▸ Required work
The response must consist of the complete listing below, reproduced without alteration.

▸ Recorded data
[Start of Attachment]

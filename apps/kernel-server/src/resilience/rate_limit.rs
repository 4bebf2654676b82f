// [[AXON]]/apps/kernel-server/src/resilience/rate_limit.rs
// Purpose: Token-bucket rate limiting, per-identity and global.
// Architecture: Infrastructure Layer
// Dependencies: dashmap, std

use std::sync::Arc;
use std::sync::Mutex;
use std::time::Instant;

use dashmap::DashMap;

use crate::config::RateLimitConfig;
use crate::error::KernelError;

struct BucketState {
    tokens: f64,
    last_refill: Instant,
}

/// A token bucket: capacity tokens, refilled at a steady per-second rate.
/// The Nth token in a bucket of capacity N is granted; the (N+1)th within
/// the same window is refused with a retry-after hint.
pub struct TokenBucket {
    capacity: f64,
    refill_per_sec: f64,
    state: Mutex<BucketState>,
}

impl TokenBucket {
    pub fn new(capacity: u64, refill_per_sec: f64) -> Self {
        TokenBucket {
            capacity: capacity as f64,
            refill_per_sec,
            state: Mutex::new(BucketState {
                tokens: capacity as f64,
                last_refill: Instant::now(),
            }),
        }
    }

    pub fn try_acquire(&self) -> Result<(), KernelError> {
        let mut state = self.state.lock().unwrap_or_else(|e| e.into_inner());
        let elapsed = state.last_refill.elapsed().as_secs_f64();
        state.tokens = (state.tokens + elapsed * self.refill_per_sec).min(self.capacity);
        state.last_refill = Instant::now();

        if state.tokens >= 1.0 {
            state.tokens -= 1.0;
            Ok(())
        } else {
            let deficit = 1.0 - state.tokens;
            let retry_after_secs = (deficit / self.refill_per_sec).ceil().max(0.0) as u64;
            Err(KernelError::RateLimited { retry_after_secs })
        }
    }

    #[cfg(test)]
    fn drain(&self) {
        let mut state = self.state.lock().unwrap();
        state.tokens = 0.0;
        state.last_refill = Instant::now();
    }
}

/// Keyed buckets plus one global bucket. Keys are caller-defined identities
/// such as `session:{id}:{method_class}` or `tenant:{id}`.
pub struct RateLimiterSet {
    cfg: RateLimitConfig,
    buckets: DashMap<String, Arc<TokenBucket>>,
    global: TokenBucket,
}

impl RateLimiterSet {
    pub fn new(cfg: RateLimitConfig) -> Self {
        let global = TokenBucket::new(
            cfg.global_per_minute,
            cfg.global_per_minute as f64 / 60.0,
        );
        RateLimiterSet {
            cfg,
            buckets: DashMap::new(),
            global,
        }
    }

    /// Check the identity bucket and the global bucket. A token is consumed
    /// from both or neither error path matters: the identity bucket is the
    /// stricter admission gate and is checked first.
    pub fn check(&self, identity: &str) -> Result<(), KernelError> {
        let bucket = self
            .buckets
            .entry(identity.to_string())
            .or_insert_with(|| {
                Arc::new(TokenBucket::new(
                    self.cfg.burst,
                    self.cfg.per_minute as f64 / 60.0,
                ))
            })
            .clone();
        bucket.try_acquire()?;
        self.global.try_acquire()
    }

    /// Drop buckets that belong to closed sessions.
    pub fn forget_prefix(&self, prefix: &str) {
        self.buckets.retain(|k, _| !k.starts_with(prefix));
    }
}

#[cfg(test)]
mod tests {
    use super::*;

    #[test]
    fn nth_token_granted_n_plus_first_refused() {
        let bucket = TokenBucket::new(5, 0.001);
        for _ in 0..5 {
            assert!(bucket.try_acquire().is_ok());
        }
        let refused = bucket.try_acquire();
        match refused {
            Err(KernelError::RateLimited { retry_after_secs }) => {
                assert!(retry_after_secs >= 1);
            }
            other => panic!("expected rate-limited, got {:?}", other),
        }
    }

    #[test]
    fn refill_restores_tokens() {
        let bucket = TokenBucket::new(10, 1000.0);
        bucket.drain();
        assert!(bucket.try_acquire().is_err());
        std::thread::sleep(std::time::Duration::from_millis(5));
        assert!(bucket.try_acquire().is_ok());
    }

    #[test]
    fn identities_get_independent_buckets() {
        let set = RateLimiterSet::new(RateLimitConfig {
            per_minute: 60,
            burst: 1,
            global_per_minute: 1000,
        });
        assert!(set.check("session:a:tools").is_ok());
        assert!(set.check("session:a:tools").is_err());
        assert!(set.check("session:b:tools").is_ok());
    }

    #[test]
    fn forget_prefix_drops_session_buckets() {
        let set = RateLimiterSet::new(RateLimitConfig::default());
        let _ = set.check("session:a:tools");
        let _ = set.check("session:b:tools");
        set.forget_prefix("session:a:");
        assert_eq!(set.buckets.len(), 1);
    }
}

[End of Attachment]

▸ Written response
filename apps/kernel-server/src/resilience/rate_limit.rs
repository 4bebf2654676b82f
// [[AXON]]/apps/kernel-server/src/resilience/rate_limit.rs
// Purpose: Token-bucket rate limiting, per-identity and global.
// Architecture: Infrastructure Layer
// Dependencies: dashmap, std

use std::sync::Arc;
use std::sync::Mutex;
use std::time::Instant;

use dashmap::DashMap;

use crate::config::RateLimitConfig;
use crate::error::KernelError;

struct BucketState {
    tokens: f64,
    last_refill: Instant,
}

/// A token bucket: capacity tokens, refilled at a steady per-second rate.
/// The Nth token in a bucket of capacity N is granted; the (N+1)th within
/// the same window is refused with a retry-after hint.
pub struct TokenBucket {
    capacity: f64,
    refill_per_sec: f64,
    state: Mutex<BucketState>,
}

impl TokenBucket {
    pub fn new(capacity: u64, refill_per_sec: f64) -> Self {
        TokenBucket {
            capacity: capacity as f64,
            refill_per_sec,
            state: Mutex::new(BucketState {
                tokens: capacity as f64,
                last_refill: Instant::now(),
            }),
        }
    }

    pub fn try_acquire(&self) -> Result<(), KernelError> {
        let mut state = self.state.lock().unwrap_or_else(|e| e.into_inner());
        let elapsed = state.last_refill.elapsed().as_secs_f64();
        state.tokens = (state.tokens + elapsed * self.refill_per_sec).min(self.capacity);
        state.last_refill = Instant::now();

        if state.tokens >= 1.0 {
            state.tokens -= 1.0;
            Ok(())
        } else {
            let deficit = 1.0 - state.tokens;
            let retry_after_secs = (deficit / self.refill_per_sec).ceil().max(0.0) as u64;
            Err(KernelError::RateLimited { retry_after_secs })
        }
    }

    #[cfg(test)]
    fn drain(&self) {
        let mut state = self.state.lock().unwrap();
        state.tokens = 0.0;
        state.last_refill = Instant::now();
    }
}

/// Keyed buckets plus one global bucket. Keys are caller-defined identities
/// such as `session:{id}:{method_class}` or `tenant:{id}`.
pub struct RateLimiterSet {
    cfg: RateLimitConfig,
    buckets: DashMap<String, Arc<TokenBucket>>,
    global: TokenBucket,
}

impl RateLimiterSet {
    pub fn new(cfg: RateLimitConfig) -> Self {
        let global = TokenBucket::new(
            cfg.global_per_minute,
            cfg.global_per_minute as f64 / 60.0,
        );
        RateLimiterSet {
            cfg,
            buckets: DashMap::new(),
            global,
        }
    }

    /// Check the identity bucket and the global bucket. A token is consumed
    /// from both or neither error path matters: the identity bucket is the
    /// stricter admission gate and is checked first.
    pub fn check(&self, identity: &str) -> Result<(), KernelError> {
        let bucket = self
            .buckets
            .entry(identity.to_string())
            .or_insert_with(|| {
                Arc::new(TokenBucket::new(
                    self.cfg.burst,
                    self.cfg.per_minute as f64 / 60.0,
                ))
            })
            .clone();
        bucket.try_acquire()?;
        self.global.try_acquire()
    }

    /// Drop buckets that belong to closed sessions.
    pub fn forget_prefix(&self, prefix: &str) {
        self.buckets.retain(|k, _| !k.starts_with(prefix));
    }
}

#[cfg(test)]
mod tests {
    use super::*;

    #[test]
    fn nth_token_granted_n_plus_first_refused() {
        let bucket = TokenBucket::new(5, 0.001);
        for _ in 0..5 {
            assert!(bucket.try_acquire().is_ok());
        }
        let refused = bucket.try_acquire();
        match refused {
            Err(KernelError::RateLimited { retry_after_secs }) => {
                assert!(retry_after_secs >= 1);
            }
            other => panic!("expected rate-limited, got {:?}", other),
        }
    }

    #[test]
    fn refill_restores_tokens() {
        let bucket = TokenBucket::new(10, 1000.0);
        bucket.drain();
        assert!(bucket.try_acquire().is_err());
        std::thread::sleep(std::time::Duration::from_millis(5));
        assert!(bucket.try_acquire().is_ok());
    }

    #[test]
    fn identities_get_independent_buckets() {
        let set = RateLimiterSet::new(RateLimitConfig {
            per_minute: 60,
            burst: 1,
            global_per_minute: 1000,
        });
        assert!(set.check("session:a:tools").is_ok());
        assert!(set.check("session:a:tools").is_err());
        assert!(set.check("session:b:tools").is_ok());
    }

    #[test]
    fn forget_prefix_drops_session_buckets() {
        let set = RateLimiterSet::new(RateLimitConfig::default());
        let _ = set.check("session:a:tools");
        let _ = set.check("session:b:tools");
        set.forget_prefix("session:a:");
        assert_eq!(set.buckets.len(), 1);
    }
}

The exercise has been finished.